Collected data entries:
·····

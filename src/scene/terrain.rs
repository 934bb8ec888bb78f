use bytemuck::{Pod, Zeroable};
use glam::Vec3;

use super::color::ColorScheme;
use crate::audio::spectrogram::SpectrogramMatrix;

/// Peak energy reaches 70% of the volume so the terrain never touches the
/// top of the cage.
pub const HEIGHT_HEADROOM: f32 = 0.7;

#[repr(C)]
#[derive(Copy, Clone, Debug, Pod, Zeroable)]
pub struct TerrainVertex {
    pub position: [f32; 3],
    pub normal: [f32; 3],
    pub color: [f32; 3],
}

/// Renderable grid mesh: one vertex per matrix cell, two triangles per
/// grid quad. Held by the builder, consumed read-only by the renderer.
pub struct TerrainMesh {
    pub vertices: Vec<TerrainVertex>,
    pub indices: Vec<u32>,
    pub bounds_min: Vec3,
    pub bounds_max: Vec3,
    time_bins: usize,
    freq_bins: usize,
}

impl TerrainMesh {
    fn empty() -> Self {
        Self {
            vertices: Vec::new(),
            indices: Vec::new(),
            bounds_min: Vec3::ZERO,
            bounds_max: Vec3::ZERO,
            time_bins: 0,
            freq_bins: 0,
        }
    }

    pub fn dims(&self) -> (usize, usize) {
        (self.time_bins, self.freq_bins)
    }
}

pub struct TerrainMeshBuilder {
    volume_size: f32,
    mesh: TerrainMesh,
}

impl TerrainMeshBuilder {
    pub fn new(volume_size: f32) -> Self {
        Self {
            volume_size,
            mesh: TerrainMesh::empty(),
        }
    }

    /// Rebuild heights and colors from a matrix. Buffer reallocation only
    /// happens through `resize`, and only when the grid dimensions differ
    /// from the allocated ones; a same-shape rebuild mutates in place.
    /// Normals and bounds are recomputed before the mesh is returned.
    pub fn build(&mut self, matrix: &SpectrogramMatrix, scheme: &ColorScheme) -> &TerrainMesh {
        let (time_bins, freq_bins) = (matrix.time_bins(), matrix.freq_bins());
        if self.mesh.dims() != (time_bins, freq_bins) {
            self.resize(time_bins, freq_bins);
        }

        let peak = matrix.normalization_peak();
        let max_height = self.volume_size * HEIGHT_HEADROOM;

        for t in 0..time_bins {
            for f in 0..freq_bins {
                let level = matrix.at(t, f) / peak;
                let vertex = &mut self.mesh.vertices[t * freq_bins + f];
                vertex.position[1] = level * max_height;
                vertex.color = scheme
                    .vertex_color(f as f32 / (freq_bins - 1) as f32, level)
                    .to_array();
            }
        }

        self.recompute_normals();
        self.recompute_bounds();
        &self.mesh
    }

    /// Reallocate vertex and index buffers for a new grid. A buffer sized
    /// for one grid is never reused for a different one.
    pub fn resize(&mut self, time_bins: usize, freq_bins: usize) {
        log::debug!("Reallocating terrain grid: {time_bins}x{freq_bins}");

        let mut vertices = Vec::with_capacity(time_bins * freq_bins);
        for t in 0..time_bins {
            for f in 0..freq_bins {
                // Frequency runs along X, time along Z; matrix rows are
                // newest-first, so the clip's start sits at the far side
                // and the sweep travels toward the origin.
                let x = f as f32 / (freq_bins - 1).max(1) as f32 * self.volume_size;
                let z = t as f32 / (time_bins - 1).max(1) as f32 * self.volume_size;
                vertices.push(TerrainVertex {
                    position: [x, 0.0, z],
                    normal: [0.0, 1.0, 0.0],
                    color: [0.0, 0.0, 0.0],
                });
            }
        }

        let mut indices = Vec::with_capacity(time_bins.saturating_sub(1) * freq_bins.saturating_sub(1) * 6);
        for t in 0..time_bins.saturating_sub(1) {
            for f in 0..freq_bins.saturating_sub(1) {
                let top_left = (t * freq_bins + f) as u32;
                let top_right = top_left + 1;
                let bottom_left = ((t + 1) * freq_bins + f) as u32;
                let bottom_right = bottom_left + 1;

                indices.extend_from_slice(&[
                    top_left,
                    bottom_left,
                    top_right,
                    top_right,
                    bottom_left,
                    bottom_right,
                ]);
            }
        }

        self.mesh = TerrainMesh {
            vertices,
            indices,
            bounds_min: Vec3::ZERO,
            bounds_max: Vec3::ZERO,
            time_bins,
            freq_bins,
        };
    }

    fn recompute_normals(&mut self) {
        let mesh = &mut self.mesh;
        let mut accumulated = vec![Vec3::ZERO; mesh.vertices.len()];

        for tri in mesh.indices.chunks_exact(3) {
            let (i0, i1, i2) = (tri[0] as usize, tri[1] as usize, tri[2] as usize);
            let p0 = Vec3::from_array(mesh.vertices[i0].position);
            let p1 = Vec3::from_array(mesh.vertices[i1].position);
            let p2 = Vec3::from_array(mesh.vertices[i2].position);
            let face = (p1 - p0).cross(p2 - p0);
            accumulated[i0] += face;
            accumulated[i1] += face;
            accumulated[i2] += face;
        }

        for (vertex, normal) in mesh.vertices.iter_mut().zip(accumulated) {
            let n = normal.normalize_or_zero();
            vertex.normal = if n == Vec3::ZERO { [0.0, 1.0, 0.0] } else { n.to_array() };
        }
    }

    fn recompute_bounds(&mut self) {
        let mesh = &mut self.mesh;
        let mut min = Vec3::splat(f32::INFINITY);
        let mut max = Vec3::splat(f32::NEG_INFINITY);
        for vertex in &mesh.vertices {
            let p = Vec3::from_array(vertex.position);
            min = min.min(p);
            max = max.max(p);
        }
        if mesh.vertices.is_empty() {
            min = Vec3::ZERO;
            max = Vec3::ZERO;
        }
        mesh.bounds_min = min;
        mesh.bounds_max = max;
    }
}

#[cfg(test)]
mod tests {
    use super::*;
    use crate::audio::spectrogram::{SpectrogramMatrix, FREQ_BINS, TIME_BINS};
    use crate::scene::color::{Color, ColorScheme};

    fn flat_matrix(value: f32) -> SpectrogramMatrix {
        SpectrogramMatrix::from_values(vec![value; TIME_BINS * FREQ_BINS])
    }

    fn single_scheme() -> ColorScheme {
        ColorScheme::new(&[Color::WHITE]).unwrap()
    }

    #[test]
    fn silence_builds_flat_mesh_without_nans() {
        let mut builder = TerrainMeshBuilder::new(10.0);
        let mesh = builder.build(&flat_matrix(0.0), &single_scheme());

        assert_eq!(mesh.vertices.len(), TIME_BINS * FREQ_BINS);
        for vertex in &mesh.vertices {
            assert_eq!(vertex.position[1], 0.0);
            assert!(vertex.position.iter().all(|v| v.is_finite()));
        }
        assert_eq!(mesh.bounds_max.y, 0.0);
    }

    #[test]
    fn peak_cell_reaches_headroom_height() {
        let mut values = vec![0.0f32; TIME_BINS * FREQ_BINS];
        values[5 * FREQ_BINS + 7] = 200.0;
        let matrix = SpectrogramMatrix::from_values(values);

        let mut builder = TerrainMeshBuilder::new(10.0);
        let mesh = builder.build(&matrix, &single_scheme());

        let peak_y = mesh.vertices[5 * FREQ_BINS + 7].position[1];
        assert!((peak_y - 7.0).abs() < 1e-4);
        assert!((mesh.bounds_max.y - 7.0).abs() < 1e-4);
    }

    #[test]
    fn height_is_monotonic_in_amplitude() {
        let mut values = vec![0.0f32; TIME_BINS * FREQ_BINS];
        values[0] = 10.0;
        values[1] = 20.0;
        values[2] = 40.0;
        let matrix = SpectrogramMatrix::from_values(values);

        let mut builder = TerrainMeshBuilder::new(10.0);
        let mesh = builder.build(&matrix, &single_scheme());

        let h = |i: usize| mesh.vertices[i].position[1];
        assert!(h(0) < h(1));
        assert!(h(1) < h(2));
    }

    #[test]
    fn dual_color_endpoints_match_supplied_colors() {
        let a = Color { r: 1.0, g: 0.2, b: 0.2 };
        let b = Color { r: 0.2, g: 0.2, b: 1.0 };
        let scheme = ColorScheme::new(&[a, b]).unwrap();

        // Uniform full-scale matrix: darken factor is 1 everywhere.
        let mut builder = TerrainMeshBuilder::new(10.0);
        let mesh = builder.build(&flat_matrix(100.0), &scheme);

        assert_eq!(mesh.vertices[0].color, a.to_array());
        assert_eq!(mesh.vertices[FREQ_BINS - 1].color, b.to_array());
    }

    #[test]
    fn single_color_is_uniform_across_vertices() {
        let mut values = vec![0.0f32; TIME_BINS * FREQ_BINS];
        for (i, v) in values.iter_mut().enumerate() {
            *v = (i % 97) as f32;
        }
        let matrix = SpectrogramMatrix::from_values(values);

        let mut builder = TerrainMeshBuilder::new(10.0);
        let mesh = builder.build(&matrix, &single_scheme());

        assert!(mesh
            .vertices
            .iter()
            .all(|v| v.color == Color::WHITE.to_array()));
    }

    #[test]
    fn resize_reallocates_vertex_and_index_buffers() {
        let mut builder = TerrainMeshBuilder::new(10.0);

        builder.resize(4, 4);
        assert_eq!(builder.mesh.vertices.len(), 16);
        assert_eq!(builder.mesh.indices.len(), 3 * 3 * 6);

        builder.resize(2, 3);
        assert_eq!(builder.mesh.dims(), (2, 3));
        assert_eq!(builder.mesh.vertices.len(), 6);
        assert_eq!(builder.mesh.indices.len(), 1 * 2 * 6);
    }

    #[test]
    fn normals_are_unit_length_after_build() {
        let mut values = vec![0.0f32; TIME_BINS * FREQ_BINS];
        for (i, v) in values.iter_mut().enumerate() {
            *v = ((i * 31) % 113) as f32;
        }
        let matrix = SpectrogramMatrix::from_values(values);

        let mut builder = TerrainMeshBuilder::new(10.0);
        let mesh = builder.build(&matrix, &single_scheme());

        for vertex in &mesh.vertices {
            let len = Vec3::from_array(vertex.normal).length();
            assert!((len - 1.0).abs() < 1e-4);
        }
    }
}
use anyhow::Result;
use wgpu;

use super::gpu::GpuContext;
use super::pipeline::{SceneBuffers, ScenePipelines, DEPTH_FORMAT};

pub const TEXTURE_FORMAT: wgpu::TextureFormat = wgpu::TextureFormat::Rgba8UnormSrgb;

const CLEAR_COLOR: wgpu::Color = wgpu::Color {
    r: 0.008,
    g: 0.011,
    b: 0.022,
    a: 1.0,
};

/// Offscreen render target with a depth buffer and a CPU readback path.
pub struct FrameRenderer {
    pub render_texture: wgpu::Texture,
    pub render_texture_view: wgpu::TextureView,
    pub depth_texture_view: wgpu::TextureView,
    pub output_buffer: wgpu::Buffer,
    pub width: u32,
    pub height: u32,
    pub padded_bytes_per_row: u32,
    pub unpadded_bytes_per_row: u32,
}

impl FrameRenderer {
    pub fn new(gpu: &GpuContext, width: u32, height: u32) -> Self {
        let render_texture = gpu.device.create_texture(&wgpu::TextureDescriptor {
            label: Some("render_target"),
            size: wgpu::Extent3d {
                width,
                height,
                depth_or_array_layers: 1,
            },
            mip_level_count: 1,
            sample_count: 1,
            dimension: wgpu::TextureDimension::D2,
            format: TEXTURE_FORMAT,
            usage: wgpu::TextureUsages::RENDER_ATTACHMENT | wgpu::TextureUsages::COPY_SRC,
            view_formats: &[],
        });
        let render_texture_view =
            render_texture.create_view(&wgpu::TextureViewDescriptor::default());

        let depth_texture = gpu.device.create_texture(&wgpu::TextureDescriptor {
            label: Some("depth_target"),
            size: wgpu::Extent3d {
                width,
                height,
                depth_or_array_layers: 1,
            },
            mip_level_count: 1,
            sample_count: 1,
            dimension: wgpu::TextureDimension::D2,
            format: DEPTH_FORMAT,
            usage: wgpu::TextureUsages::RENDER_ATTACHMENT,
            view_formats: &[],
        });
        let depth_texture_view =
            depth_texture.create_view(&wgpu::TextureViewDescriptor::default());

        let unpadded_bytes_per_row = width * 4;
        let align = wgpu::COPY_BYTES_PER_ROW_ALIGNMENT;
        let padded_bytes_per_row = (unpadded_bytes_per_row + align - 1) / align * align;

        let output_buffer = gpu.device.create_buffer(&wgpu::BufferDescriptor {
            label: Some("output_buffer"),
            size: (padded_bytes_per_row * height) as u64,
            usage: wgpu::BufferUsages::COPY_DST | wgpu::BufferUsages::MAP_READ,
            mapped_at_creation: false,
        });

        Self {
            render_texture,
            render_texture_view,
            depth_texture_view,
            output_buffer,
            width,
            height,
            padded_bytes_per_row,
            unpadded_bytes_per_row,
        }
    }

    /// Draw the scene (terrain, cage, scan overlay) and read the frame
    /// back as tightly packed RGBA.
    pub fn render_and_readback(
        &self,
        gpu: &GpuContext,
        pipelines: &ScenePipelines,
        buffers: &SceneBuffers,
    ) -> Result<Vec<u8>> {
        let mut encoder = gpu
            .device
            .create_command_encoder(&wgpu::CommandEncoderDescriptor {
                label: Some("frame_encoder"),
            });

        {
            let mut render_pass = encoder.begin_render_pass(&wgpu::RenderPassDescriptor {
                label: Some("scene_pass"),
                color_attachments: &[Some(wgpu::RenderPassColorAttachment {
                    view: &self.render_texture_view,
                    resolve_target: None,
                    ops: wgpu::Operations {
                        load: wgpu::LoadOp::Clear(CLEAR_COLOR),
                        store: wgpu::StoreOp::Store,
                    },
                })],
                depth_stencil_attachment: Some(wgpu::RenderPassDepthStencilAttachment {
                    view: &self.depth_texture_view,
                    depth_ops: Some(wgpu::Operations {
                        load: wgpu::LoadOp::Clear(1.0),
                        store: wgpu::StoreOp::Store,
                    }),
                    stencil_ops: None,
                }),
                timestamp_writes: None,
                occlusion_query_set: None,
            });

            render_pass.set_bind_group(0, &buffers.bind_group, &[]);

            // Opaque terrain first so the translucent passes test against
            // its depth.
            if let (Some(vertices), Some(indices)) =
                (&buffers.terrain_vertices, &buffers.terrain_indices)
            {
                render_pass.set_pipeline(&pipelines.terrain);
                render_pass.set_vertex_buffer(0, vertices.slice(..));
                render_pass.set_index_buffer(indices.slice(..), wgpu::IndexFormat::Uint32);
                render_pass.draw_indexed(0..buffers.terrain_index_count, 0, 0..1);
            }

            render_pass.set_pipeline(&pipelines.line_list);
            render_pass.set_vertex_buffer(0, buffers.cage_vertices.slice(..));
            render_pass.draw(0..buffers.cage_vertex_count, 0..1);

            if buffers.overlay_visible {
                render_pass.set_pipeline(&pipelines.line_strip);
                render_pass.set_vertex_buffer(0, buffers.crest_vertices.slice(..));
                render_pass.draw(0..crate::scene::scanner::SCAN_POINTS as u32, 0..1);

                render_pass.set_pipeline(&pipelines.curtain);
                render_pass.set_vertex_buffer(0, buffers.curtain_vertices.slice(..));
                render_pass
                    .set_index_buffer(buffers.curtain_indices.slice(..), wgpu::IndexFormat::Uint32);
                render_pass.draw_indexed(0..buffers.curtain_index_count, 0, 0..1);
            }
        }

        encoder.copy_texture_to_buffer(
            wgpu::TexelCopyTextureInfo {
                texture: &self.render_texture,
                mip_level: 0,
                origin: wgpu::Origin3d::ZERO,
                aspect: wgpu::TextureAspect::All,
            },
            wgpu::TexelCopyBufferInfo {
                buffer: &self.output_buffer,
                layout: wgpu::TexelCopyBufferLayout {
                    offset: 0,
                    bytes_per_row: Some(self.padded_bytes_per_row),
                    rows_per_image: Some(self.height),
                },
            },
            wgpu::Extent3d {
                width: self.width,
                height: self.height,
                depth_or_array_layers: 1,
            },
        );

        gpu.queue.submit(std::iter::once(encoder.finish()));

        // Read back
        let buffer_slice = self.output_buffer.slice(..);
        let (sender, receiver) = std::sync::mpsc::channel();
        buffer_slice.map_async(wgpu::MapMode::Read, move |result| {
            sender.send(result).unwrap();
        });
        gpu.device.poll(wgpu::Maintain::Wait);
        receiver.recv()??;

        let data = buffer_slice.get_mapped_range();

        // Strip row padding
        let mut pixels =
            Vec::with_capacity((self.unpadded_bytes_per_row * self.height) as usize);
        for row in 0..self.height {
            let start = (row * self.padded_bytes_per_row) as usize;
            let end = start + self.unpadded_bytes_per_row as usize;
            pixels.extend_from_slice(&data[start..end]);
        }

        drop(data);
        self.output_buffer.unmap();

        Ok(pixels)
    }
}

·····

Starting at the first line of the records, print each line exactly, stopping after the line that contains "two triangles per".

filename src/scene/terrain.rs
repository 934bb8ec888bb78f
use bytemuck::{Pod, Zeroable};
use glam::Vec3;

use super::color::ColorScheme;
use crate::audio::spectrogram::SpectrogramMatrix;

/// Peak energy reaches 70% of the volume so the terrain never touches the
/// top of the cage.
pub const HEIGHT_HEADROOM: f32 = 0.7;

#[repr(C)]
#[derive(Copy, Clone, Debug, Pod, Zeroable)]
pub struct TerrainVertex {
    pub position: [f32; 3],
    pub normal: [f32; 3],
    pub color: [f32; 3],
}

/// Renderable grid mesh: one vertex per matrix cell, two triangles per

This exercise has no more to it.